We describe how users need to do to move from existing issue label bot to the repository specific issue label bot.
According to the installation instructions for the existing issue label bot, users can install the issue label bot to their repositories. After installing the bot, three types of labels, including questions, features and bugs, can be added to issues while new issues are filed in the installed repositories. For those users who want to use the repository specific issue label bot to predict labels for their repositories, they need to follow all other steps to finish the installation.
For repository specific issue label bot, we need to scrape all issues of repositories and train a model on each specific repository. To scrape issues from GitHub, we need to know the repository information including the owner and the name that users want to install the new issue label bot. Given the repository information, we will manually run the training pipeline created by Kubeflow Pipelines to scrape all issues of the repository and train an MLP classifier for it. All the results including embeddings, models and label columns of models will be stored in GCS.
In specific, we need to run the notebook file Label_Microservice/notebooks/Training_Pipeline.ipynb in the repository kubeflow/code-intelligence in the kubeflow notebook servers. We only need to run the notebook starting from the section Build pipeline to the end of the notebook and do not need to create the image using fairing again. We need to modify the argument in the last cell, which should be the repository information, including repo owner and name, that we need to train a model on. For example, if we want to train a model on issues from kubeflow/code-intelligence
repo, the argument should be specified as arguments = {'owner': 'kubeflow', 'repo': 'code-intelligence'}
. After running the pipeline, the new model should be trained and stored in GCS.
Noted that those models trained in this step, precision and recall thresholds of them are set to default values, which are 0.7 and 0.5 respectively. We use these two thresholds to pick up probability thresholds for all labels.
Users need to define their own yaml config files and put them to the path .github/issue_label_bot.yaml
in their repositories. This yaml files configure the information that needs to be used when the issue label bot does label prediction.

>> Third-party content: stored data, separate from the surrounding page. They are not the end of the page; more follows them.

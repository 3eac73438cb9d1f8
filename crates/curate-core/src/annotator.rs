//! The `Annotator` trait, the boundary to the generative model.
//!
//! The engine hands an annotator a batch of `(id, text)` pairs and expects one
//! [`Annotation`] per id back. How the annotator builds prompts or talks to a
//! model is its own business. A call either returns the whole batch or fails
//! as a whole; per-item failure is not modelled.

use std::{future::Future, sync::Arc};

use serde::{Deserialize, Deserializer, Serialize};

use crate::{
  Result,
  record::{LabelScores, StanceLabel},
};

// ─── Wire types ──────────────────────────────────────────────────────────────

/// One item of a batch sent to the annotator.
#[derive(Debug, Clone, PartialEq, Eq, Serialize, Deserialize)]
pub struct AnnotationRequest {
  pub id:   String,
  pub text: String,
}

/// The annotator's proposal for one request, keyed back by `ref_id`.
///
/// Missing or `null` maps read as empty; a missing stance reads as
/// `NEUTRAL` with an empty target.
#[derive(Debug, Clone, PartialEq, Serialize, Deserialize)]
pub struct Annotation {
  pub ref_id:        String,
  #[serde(default, deserialize_with = "null_as_default")]
  pub cleavages:     LabelScores,
  #[serde(default, deserialize_with = "null_as_default")]
  pub tactics:       LabelScores,
  #[serde(default, deserialize_with = "null_as_default")]
  pub emotions:      LabelScores,
  #[serde(default, deserialize_with = "null_as_default")]
  pub stance_label:  StanceLabel,
  #[serde(default, deserialize_with = "null_as_default")]
  pub stance_target: String,
}

impl Annotation {
  /// An annotation with no labels and a neutral stance.
  pub fn empty(ref_id: impl Into<String>) -> Self {
    Self {
      ref_id:        ref_id.into(),
      cleavages:     LabelScores::new(),
      tactics:       LabelScores::new(),
      emotions:      LabelScores::new(),
      stance_label:  StanceLabel::Neutral,
      stance_target: String::new(),
    }
  }
}

/// The envelope a model-backed annotator responds with:
/// `{"annotations": [ ... ]}`.
#[derive(Debug, Clone, Default, PartialEq, Serialize, Deserialize)]
pub struct AnnotationResponse {
  pub annotations: Vec<Annotation>,
}

/// Parse an annotator response body into its annotations.
pub fn parse_annotation_response(body: &str) -> Result<Vec<Annotation>> {
  let response: AnnotationResponse = serde_json::from_str(body.trim())?;
  Ok(response.annotations)
}

fn null_as_default<'de, D, T>(deserializer: D) -> Result<T, D::Error>
where
  D: Deserializer<'de>,
  T: Default + Deserialize<'de>,
{
  Ok(Option::<T>::deserialize(deserializer)?.unwrap_or_default())
}

// ─── Trait ───────────────────────────────────────────────────────────────────

/// Batch annotation backend.
///
/// Returned futures are `Send` so an orchestrator run can be spawned onto a
/// multi-threaded runtime.
pub trait Annotator: Send + Sync {
  type Error: std::error::Error + Send + Sync + 'static;

  /// Annotate every request in `batch`. Results may come back in any order.
  fn annotate<'a>(
    &'a self,
    batch: &'a [AnnotationRequest],
  ) -> impl Future<Output = Result<Vec<Annotation>, Self::Error>> + Send + 'a;
}

impl<A: Annotator> Annotator for Arc<A> {
  type Error = A::Error;

  fn annotate<'a>(
    &'a self,
    batch: &'a [AnnotationRequest],
  ) -> impl Future<Output = Result<Vec<Annotation>, Self::Error>> + Send + 'a {
    (**self).annotate(batch)
  }
}
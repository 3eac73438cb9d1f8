//! The review queue engine: an in-memory record store plus the operations
//! that move records through it.
//!
//! - [`ingest`] appends raw JSONL records.
//! - [`orchestrator::Orchestrator`] drives raw records through an
//!   [`Annotator`](curate_core::annotator::Annotator) in sequential chunks and
//!   [`merge`]s the results.
//! - [`review::ReviewEngine`] approves, bulk-approves, edits and rejects.
//! - [`export`] serialises the approved pool.
//!
//! All components share one [`ReviewQueue`] handle; none of them hold its lock
//! across an `.await`.

pub mod error;
pub mod export;
pub mod ingest;
pub mod merge;
pub mod orchestrator;
pub mod review;
pub mod store;

pub use error::{Error, Result};
pub use ingest::IngestReport;
pub use orchestrator::{DEFAULT_CHUNK_SIZE, Orchestrator, RunReport};
pub use review::ReviewEngine;
pub use store::{RecordStore, ReviewQueue};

The following is an example configuration in the yaml file,
predicted-labels:
- area/tfjob
- area/inference
- area/kfctl
- area/jupyter
- area/front-end
- area/docs
- area/build-release
This file specifies the labels that are able to be predicted by the issue label bot for this repository. In this example, there are seven labels that users allow the bot to add to issues. All other labels will not be added to issues even though the predicted confidence of them are high enough. If users do not specify the predicted-labels
in the yaml file, all labels which satisfy the probability thresholds will be added to issues.